Sakralbauten gibt es viele im Netz, so ist etwa die evangelische Berliner Marienkirche im Second Life nachgebaut. Im August 2008 war dort zwei Wochen lang ein Vikar als Avatar online.

„Für eine längerfristige Arbeit fehlten uns aber das Geld und die nötigen Mitarbeiter“, sagt Ralf Peter Reimann, damals Internet-Beauftragter für die Evangelische Kirche in Deutschland.

Eine Kirche in virtuellen Welten hält er aber für sinnvoll und zeitgemäß: „Wir haben so Menschen erreicht, die sonst nicht den Weg zum Pfarrer in ihrer Offline-Welt gefunden hätten.“

Verlinken mit Netzwerken

Auch in den sozialen Netzwerken des Internets wird das Projekt umworben. „Viele kommen aus der Region. Aber auch die Schweiz und Nordfriesland sind mit dabei“, sagt Kebekus.

Auch habe es schon manche US-Amerikaner in die Online-Kirche verschlagen, die „einfach mal neugierig“ gewesen seien. Behinderte, die es körperlich nicht in die nächste Kirche schaffen, kämen ebenfalls gerne.

In der Online-Kirche treffen sich Gläubige und Suchende zwischen 20 und 72 Jahren. „Wir teilen unseren Glauben mit ganz unterschiedlichen Lebensentwürfen“, sagt der 50-Jährige.

Er selbst hätte seinen Avatar gerne etwas älter gestaltet, aber „im Second Life gibt es leider keine Falten“.

Sichtweise! Jan Thomas Otte findet es spannend, dass auch mittelalterliche Gebäude im Internet glänzen können. Fehlt nur noch, dass wirklich alle Kirchenbänke dann auch besetzt sind…

Artikelbild: NN/ Erzbistum Freiburg

4 Kommentare

  1. Ein interessanter Versuch!

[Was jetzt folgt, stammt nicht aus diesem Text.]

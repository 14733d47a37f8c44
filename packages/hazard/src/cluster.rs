//! Distance-ring scoring of point observations around a location.
//!
//! Ring membership is cumulative: a cluster 300 m away counts toward the
//! 500 m, 1 km, and 2 km rings alike. The weighted score, however, applies
//! each cluster's innermost ring weight exactly once, so a 25-case cluster
//! at 300 m contributes `25 × 10 = 250` under the default dengue policy.

use health_risk_geo::distance_km;
use health_risk_geo_models::Coordinate;
use health_risk_hazard_models::{HazardCluster, RiskLevel};
use serde::{Deserialize, Serialize};

use crate::classify::ScoreThresholds;
use crate::policy::RingPolicy;

/// The closest observation to the origin.
#[derive(Debug, Clone, PartialEq, Serialize, Deserialize)]
#[serde(rename_all = "camelCase")]
pub struct NearestCluster {
    /// The observation itself.
    pub cluster: HazardCluster,
    /// Great-circle distance from the origin.
    pub distance_km: f64,
}

/// Result of scoring one origin against a cluster snapshot.
#[derive(Debug, Clone, PartialEq, Serialize, Deserialize)]
#[serde(rename_all = "camelCase")]
pub struct ClusterScore {
    /// Σ innermost-ring weight × magnitude.
    pub weighted_score: f64,
    /// Cumulative cluster count per ring index.
    pub bucket_counts: Vec<usize>,
    /// Cumulative magnitude sum per ring index.
    pub bucket_magnitude_sums: Vec<u64>,
    /// Closest cluster, whether or not it falls inside a ring.
    pub nearest: Option<NearestCluster>,
    /// Clusters within the informational radius.
    pub nearby_count: usize,
    /// Magnitude sum within the informational radius.
    pub nearby_magnitude: u64,
}

impl ClusterScore {
    /// Classifies this score with the given thresholds.
    #[must_use]
    pub fn classify(&self, thresholds: &ScoreThresholds) -> RiskLevel {
        thresholds.classify(self.weighted_score, &self.bucket_counts)
    }
}

/// Scores `origin` against every cluster in the snapshot.
///
/// Clusters beyond the outermost ring add nothing to the score but still
/// count as nearby when within `info_radius_km`, and may still be the
/// nearest cluster.
#[must_use]
pub fn score(
    origin: Coordinate,
    clusters: &[HazardCluster],
    policy: &RingPolicy,
    info_radius_km: f64,
) -> ClusterScore {
    let ring_count = policy.rings().len();
    let mut bucket_counts = vec![0usize; ring_count];
    let mut bucket_magnitude_sums = vec![0u64; ring_count];
    let mut weighted_score = 0.0;
    let mut nearest: Option<(&HazardCluster, f64)> = None;
    let mut nearby_count = 0;
    let mut nearby_magnitude = 0u64;

    for cluster in clusters {
        let distance = distance_km(origin, cluster.coordinate);
        let magnitude = u64::from(cluster.magnitude);

        // Strict `<` keeps the earlier cluster on ties.
        if nearest.is_none_or(|(_, best)| distance < best) {
            nearest = Some((cluster, distance));
        }

        if distance <= info_radius_km {
            nearby_count += 1;
            nearby_magnitude += magnitude;
        }

        let Some(innermost) = policy.innermost_containing(distance) else {
            continue;
        };

        weighted_score += policy.rings()[innermost].weight * f64::from(cluster.magnitude);

        for ring in innermost..ring_count {
            bucket_counts[ring] += 1;
            bucket_magnitude_sums[ring] += magnitude;
        }
    }

    log::debug!(
        "Scored {} clusters: weighted={weighted_score:.1} rings={bucket_counts:?} nearby={nearby_count}",
        clusters.len()
    );

    ClusterScore {
        weighted_score,
        bucket_counts,
        bucket_magnitude_sums,
        nearest: nearest.map(|(cluster, distance_km)| NearestCluster {
            cluster: cluster.clone(),
            distance_km,
        }),
        nearby_count,
        nearby_magnitude,
    }
}

/// Formats a ring radius for rationale text ("500 m", "2 km").
#[must_use]
pub fn format_radius(radius_km: f64) -> String {
    if radius_km < 1.0 {
        format!("{:.0} m", radius_km * 1000.0)
    } else if (radius_km - radius_km.round()).abs() < f64::EPSILON {
        format!("{radius_km:.0} km")
    } else {
        format!("{radius_km:.1} km")
    }
}

#[cfg(test)]
mod tests {
    use super::*;
    use health_risk_geo::distance::EARTH_RADIUS_KM;
    use proptest::prelude::*;

    const WOODLANDS: Coordinate = Coordinate {
        lat: 1.4382,
        lng: 103.7890,
    };

    /// A coordinate `km` kilometres due north of `origin`.
    fn north_of(origin: Coordinate, km: f64) -> Coordinate {
        Coordinate {
            lat: origin.lat + (km / EARTH_RADIUS_KM).to_degrees(),
            lng: origin.lng,
        }
    }

    fn cluster(id: &str, coordinate: Coordinate, magnitude: u32) -> HazardCluster {
        HazardCluster {
            id: id.to_string(),
            label: format!("Cluster {id}"),
            coordinate,
            magnitude,
        }
    }

    #[test]
    fn single_close_cluster_scores_innermost_weight() {
        let clusters = [cluster("a", north_of(WOODLANDS, 0.3), 25)];
        let result = score(WOODLANDS, &clusters, &RingPolicy::dengue_default(), 5.0);

        assert!((result.weighted_score - 250.0).abs() < 1e-9);
        assert_eq!(result.bucket_counts, vec![1, 1, 1]);
        assert_eq!(result.bucket_magnitude_sums, vec![25, 25, 25]);
        assert_eq!(
            result.classify(&ScoreThresholds::default()),
            RiskLevel::VeryHigh
        );

        let nearest = result.nearest.unwrap();
        assert_eq!(nearest.cluster.id, "a");
        assert!((nearest.distance_km - 0.3).abs() < 1e-6);
    }

    #[test]
    fn rings_are_cumulative() {
        let clusters = [
            cluster("inner", north_of(WOODLANDS, 0.4), 4),
            cluster("middle", north_of(WOODLANDS, 0.9), 6),
            cluster("outer", north_of(WOODLANDS, 1.5), 10),
            cluster("beyond", north_of(WOODLANDS, 3.0), 50),
        ];
        let result = score(WOODLANDS, &clusters, &RingPolicy::dengue_default(), 5.0);

        assert_eq!(result.bucket_counts, vec![1, 2, 3]);
        assert_eq!(result.bucket_magnitude_sums, vec![4, 10, 20]);
        // 4×10 + 6×5 + 10×2; the 3 km cluster contributes nothing.
        assert!((result.weighted_score - 90.0).abs() < 1e-9);
        assert_eq!(result.nearby_count, 4);
        assert_eq!(result.nearby_magnitude, 70);
    }

    #[test]
    fn far_cluster_is_nearest_context_only() {
        let clusters = [cluster("far", north_of(WOODLANDS, 7.0), 40)];
        let result = score(WOODLANDS, &clusters, &RingPolicy::dengue_default(), 5.0);

        assert!(result.weighted_score.abs() < f64::EPSILON);
        assert_eq!(result.bucket_counts, vec![0, 0, 0]);
        assert_eq!(result.nearby_count, 0);
        assert_eq!(result.nearest.as_ref().unwrap().cluster.id, "far");
        assert_eq!(
            result.classify(&ScoreThresholds::default()),
            RiskLevel::Low
        );
    }

    #[test]
    fn three_clusters_in_second_ring_is_high() {
        let clusters: Vec<_> = (0..3)
            .map(|i| cluster(&i.to_string(), north_of(WOODLANDS, 0.8), 1))
            .collect();
        let result = score(WOODLANDS, &clusters, &RingPolicy::dengue_default(), 5.0);

        // Score is only 15, but ring occupancy pushes it to High.
        assert!((result.weighted_score - 15.0).abs() < 1e-9);
        assert_eq!(
            result.classify(&ScoreThresholds::default()),
            RiskLevel::High
        );
    }

    #[test]
    fn empty_snapshot_scores_zero() {
        let result = score(WOODLANDS, &[], &RingPolicy::dengue_default(), 5.0);
        assert!(result.weighted_score.abs() < f64::EPSILON);
        assert!(result.nearest.is_none());
        assert_eq!(
            result.classify(&ScoreThresholds::default()),
            RiskLevel::Low
        );
    }

    #[test]
    fn formats_radii() {
        assert_eq!(format_radius(0.5), "500 m");
        assert_eq!(format_radius(1.0), "1 km");
        assert_eq!(format_radius(2.5), "2.5 km");
    }

    proptest! {
        #[test]
        fn score_never_increases_moving_away(
            magnitudes in proptest::collection::vec(0u32..200, 1..8),
            start_km in 0.0f64..3.0,
            step_km in 0.0f64..3.0,
        ) {
            let clusters: Vec<_> = magnitudes
                .iter()
                .enumerate()
                .map(|(i, m)| cluster(&i.to_string(), WOODLANDS, *m))
                .collect();
            let policy = RingPolicy::dengue_default();

            let near = score(north_of(WOODLANDS, start_km), &clusters, &policy, 5.0);
            let far = score(north_of(WOODLANDS, start_km + step_km), &clusters, &policy, 5.0);

            prop_assert!(far.weighted_score <= near.weighted_score);
        }
    }
}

In vielen Bereichen des heutigen Lebens ist das Internet auf dem Vormarsch und wird immer wichtiger. Warum sollte man sich also nicht auch in diesem Bereich so präsentieren?
    Schadr nur, dass es im Moment noch an Mitarbeitern mangelt. Ich hoffe der Erfolg wird dazu beitragen, dass man dieses Engagement noch verstärkt. Es könnte ein erfolgreicher Weg sein gerade wieder mehr jüngere Menschen zu erreichen.